Neale pushes this advice aside. “I can see it’s a problem that I think of him and me as buddies. I hate when he’s gone way off-road on his own and I have to come down hard as a parent. And I don’t really want to let him know I’ve been snooping.”
“Oh, but you really have to. He can’t watch that stuff. Think of who he’ll be at thirty if he does. You’re going to have to have a talk.”
“I hate when you’re strict with me.”
“You don’t. You love it. And you know I’m right. As usual.”
Someone driving an ancient Lincoln Town Car glides from the right lane across the middle lane, into the left-turn lane in one long move, then doesn’t turn left, just slides back in ahead of a by-now-frantic reassembly of traffic. Cate lays on her horn, just to assert herself in a situation over which she has no control.
“Major drugs” is Neale’s guess, which is always her guess about these sorts of drivers—extremely calm but totally clueless. Cate takes a quick left at the super-cheap car wash (and wristwatch outlet, if you count the guy with a few hundred of them pinned to the inside of his coat). Next door is her branch of the public library.

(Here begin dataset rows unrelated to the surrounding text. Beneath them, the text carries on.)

//! Workbook-shaped tables shared by the unit tests.

use crate::models::{Cell, RemoteTable};
use crate::table::MemoryTable;

pub const HISTORY: &str = "table_name_hist";
pub const UNITS: &str = "table_name";

/// History table headers, spelled as in the live workbook.
pub fn history_headers() -> Vec<String> {
    [
        "Id_UE",
        "Nombre Unidad Ejecutora",
        "Año",
        "N G 1",
        "N G 2",
        "Fecha de recepción",
        "Periodo PEI ",
        "Vigencia",
        "Tipo de PEI",
        "Estado ",
        "Responsable Institucional ",
        "Cantidad de revisiones",
        "Fecha de derivación ",
        "Etapas de revisión",
        "Comentario adicional/ Emisor de I.T",
        "Articulación ",
        "Expediente ",
        "Fecha de I.T ",
        "Número de I.T",
        "Fecha Oficio",
        "Número Oficio",
        "Id_Sector",
        "nombre_sector",
        "Id_Pliego",
        "nombre_pliego",
        "Observaciones internas",
        "IdRegistro",
        "LastUpdated",
        "UpdatedBy",
    ]
    .iter()
    .map(|h| h.to_string())
    .collect()
}

pub fn units_headers() -> Vec<String> {
    [
        "Id_UE",
        "Nombre Unidad Ejecutora",
        "N G 1",
        "nombre_sector",
        "nombre_departamento",
        "Responsable Institucional ",
        "Unnamed: 6",
    ]
    .iter()
    .map(|h| h.to_string())
    .collect()
}

fn history_row(values: &[(&str, Cell)]) -> Vec<Cell> {
    let headers = history_headers();
    let mut row = vec![Cell::Empty; headers.len()];
    for (header, value) in values {
        if let Some(position) = headers.iter().position(|h| h == header) {
            row[position] = value.clone();
        }
    }
    row
}

/// Both tables, with three history rows for unit 123 (one without a
/// reception date) and one for unit 456.
pub fn sample_store() -> MemoryTable {
    let history = RemoteTable::new(
        history_headers(),
        vec![
            history_row(&[
                ("Id_UE", Cell::Number(123.0)),
                ("Fecha de recepción", Cell::text("2024-02-01")),
                ("Periodo PEI ", Cell::text("2024-2026")),
                ("Estado ", Cell::text("en_proceso")),
                ("IdRegistro", Cell::text("id-1")),
            ]),
            history_row(&[
                ("Id_UE", Cell::text("123")),
                ("Fecha de recepción", Cell::Number(45366.0)),
                ("Periodo PEI ", Cell::text("2025-2027")),
                ("Estado ", Cell::text("En proceso")),
                ("Etapas de revisión", Cell::text("Revision DNCP")),
                ("Observaciones internas", Cell::text("no tocar")),
                ("IdRegistro", Cell::text("id-2")),
            ]),
            history_row(&[
                ("Id_UE", Cell::text("456")),
                ("Fecha de recepción", Cell::text("2025-01-10")),
                ("Periodo PEI ", Cell::text("2025-2027")),
                ("Estado ", Cell::text("Emitido")),
                ("IdRegistro", Cell::text("id-3")),
            ]),
            history_row(&[
                ("Id_UE", Cell::text("123.0")),
                ("Periodo PEI ", Cell::text("2023-2025")),
                ("IdRegistro", Cell::text("id-4")),
            ]),
        ],
    );

    let units = RemoteTable::new(
        units_headers(),
        vec![
            vec![
                Cell::Number(123.0),
                Cell::text("Municipalidad de Ejemplo"),
                Cell::text("Municipalidad distrital"),
                Cell::text("Gobiernos locales"),
                Cell::text("Cusco"),
                Cell::text("Rosa Quispe"),
            ],
            vec![
                Cell::text("456"),
                Cell::text("Ministerio de Ejemplo"),
                Cell::text("Gobierno nacional"),
                Cell::text("Economía"),
                Cell::text("Lima"),
                Cell::text("Ana Torres"),
            ],
        ],
    );

    MemoryTable::new().with_table(HISTORY, history).with_table(UNITS, units)
}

“You haven’t mentioned Maureen today. Have you moved on?”
“Oh no. I’m actually kind of pinning my hopes on her.” Cate hasn’t mentioned Dana at the beach. Even saying Dana’s name gives her a level of reality Cate can’t bear.
“Really!?” Neale sounds surprised, and not pleasantly.

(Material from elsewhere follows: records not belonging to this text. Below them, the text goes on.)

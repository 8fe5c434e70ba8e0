//! Tests for named record pools and shared dicts

use std::{collections::BTreeMap, time::Duration};

use shmpool::{
    create_dict_buffers, create_managed_dict_buffers, create_shared_dict,
    create_shared_dict_with_shapes, reconstruct_named_views, BufferRecord, BufferedDictManager,
    DType, Order, Shape, ShapeSpec, SharedDict, ShmPoolError,
};

fn init_logging() {
    let _ = env_logger::builder().is_test(true).try_init();
}

#[cfg(test)]
mod dict_pool_tests {
    use super::*;

    #[test]
    fn test_truncated_view_is_prefix_of_full_view() {
        init_logging();
        let pool = create_managed_dict_buffers::<f64, _>(&["flux", "depth"], 2, 12).unwrap();
        let full = pool.map_buffer(0, None).unwrap();
        for (offset, (_, view)) in full.into_iter().enumerate() {
            let mut view = view;
            let values: Vec<f64> = (0..12).map(|i| (offset * 100 + i) as f64).collect();
            view.copy_from_slice(&values).unwrap();
        }

        for length in [0usize, 1, 7, 12] {
            let (slot, views) = pool.get_buffer(Some(length), None).unwrap();
            assert_eq!(slot, 0);
            let full = pool.map_buffer(slot, None).unwrap();
            for (name, view) in &views {
                assert_eq!(view.len(), length);
                assert_eq!(view.to_vec(), full[name].to_vec()[..length].to_vec());
            }
            pool.reclaim(slot).unwrap();
            // keep slot 0 at the head for the next round
            let (other, _) = pool.get_buffer(None, None).unwrap();
            pool.reclaim(other).unwrap();
        }
    }

    #[test]
    fn test_untruncated_checkout_is_full_capacity() {
        init_logging();
        let pool = create_managed_dict_buffers::<f32, _>(&["a", "b", "c"], 1, 9).unwrap();
        let (_, views) = pool.get_buffer(None, None).unwrap();
        assert_eq!(views.len(), 3);
        assert!(views.values().all(|v| v.len() == 9));
    }

    #[test]
    fn test_length_out_of_range_keeps_slot() {
        init_logging();
        let pool = create_managed_dict_buffers::<f32, _>(&["a"], 1, 4).unwrap();
        assert!(matches!(
            pool.get_buffer(Some(5), None),
            Err(ShmPoolError::LengthOutOfRange { requested: 5, capacity: 4, .. })
        ));
        assert_eq!(pool.free_count(), 1);
        assert!(pool.map_buffer(0, Some(5)).is_err());
    }

    #[test]
    fn test_dict_pool_drain_and_timeout() {
        init_logging();
        let pool = create_managed_dict_buffers::<f64, _>(&["x"], 3, 2).unwrap();
        for _ in 0..3 {
            pool.get_buffer(Some(1), Some(Duration::from_millis(5))).unwrap();
        }
        assert!(pool
            .get_buffer(Some(1), Some(Duration::from_millis(10)))
            .unwrap_err()
            .is_timeout());
    }

    #[test]
    fn test_scalar_and_array_fields() {
        init_logging();
        let mut shapes = BTreeMap::new();
        shapes.insert("x".to_string(), Shape::scalar());
        shapes.insert("y".to_string(), Shape::vector(10));

        let dict = create_shared_dict_with_shapes(&shapes, DType::F64).unwrap();
        let views = dict.views::<f64>(Order::RowMajor).unwrap();
        assert_eq!(views["x"].len(), 1);
        assert_eq!(views["x"].shape(), &[1]);
        assert_eq!(views["y"].len(), 10);
    }

    #[test]
    fn test_shared_dict_handle_roundtrip() {
        init_logging();
        let dict = create_shared_dict(&["p", "q"], &Shape::from([2, 2]), DType::F32).unwrap();
        {
            let mut views = dict.views::<f32>(Order::RowMajor).unwrap();
            views.get_mut("q").unwrap().set(&[1, 1], 9.0).unwrap();
        }

        let attached = unsafe { SharedDict::attach(&dict.handle()) }.unwrap();
        let views = attached.views::<f32>(Order::RowMajor).unwrap();
        assert_eq!(views["q"].shape(), &[2, 2]);
        assert_eq!(views["q"].get(&[1, 1]), Some(9.0));
    }

    #[test]
    fn test_reconstruct_with_common_and_per_field_shapes() {
        init_logging();
        let (records, _queue) = create_dict_buffers(&["u", "v"], 1, 6, DType::F64).unwrap();
        let record: &BufferRecord = &records[0];

        let common =
            reconstruct_named_views::<f64>(record, &ShapeSpec::Uniform(Shape::from([3, 2])), Order::RowMajor)
                .unwrap();
        assert!(common.values().all(|v| v.shape() == [3, 2]));

        let mut per_field = BTreeMap::new();
        per_field.insert("u".to_string(), Shape::from([6]));
        per_field.insert("v".to_string(), Shape::from([2, 3]));
        let named =
            reconstruct_named_views::<f64>(record, &ShapeSpec::PerField(per_field), Order::ColumnMajor).unwrap();
        assert_eq!(named["u"].shape(), &[6]);
        assert_eq!(named["v"].strides(), &[1, 2]);

        assert!(matches!(
            reconstruct_named_views::<f64>(record, &ShapeSpec::Uniform(Shape::from([4, 2])), Order::RowMajor),
            Err(ShmPoolError::ShapeMismatch { .. })
        ));
    }

    #[test]
    fn test_dict_pool_attach_requires_rebuild() {
        init_logging();
        let pool = create_managed_dict_buffers::<f64, _>(&["a", "b"], 2, 5).unwrap();
        pool.map_buffer(1, None).unwrap().get_mut("b").unwrap().fill(7.0);

        let mut attached = unsafe { BufferedDictManager::<f64>::attach(&pool.handles()) }.unwrap();
        assert!(matches!(
            attached.get_buffer(Some(2), None),
            Err(ShmPoolError::ViewsNotBuilt)
        ));
        assert_eq!(pool.free_count(), 2);

        attached.rebuild_views().unwrap();
        let views = attached.map_buffer(1, Some(3)).unwrap();
        assert_eq!(views["b"].to_vec(), vec![7.0; 3]);
        assert_eq!(attached.capacity("a"), Some(5));
    }
}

“I don’t want to still be looking for a relationship at fifty in what are probably going to be reduced circumstances.” What she doesn’t say is what she found out on the dog beach—that it is still possible she could retreat into a life lived in someone else’s back pocket. Going around with frostbite on her hands from making time-pressured love in the freezer at Toaster, haggard from nights of euphoric insomnia. Dana is Cate’s narcotic. Huge highs. Crash landings where she finds herself alone in an empty room. Yet here she is thinking about Dana even as she’s talking about Maureen. She has totally disconnected from this conversation. It’s like she’s speaking through a ventriloquist’s dummy. The dummy sounds confident saying, “I think if I put in all my little details, the algorithm on any dating site would come up with Maureen as my best match.” She pulls up in front of the library. “I just need to stop here for a minute. Maybe only thirty seconds.”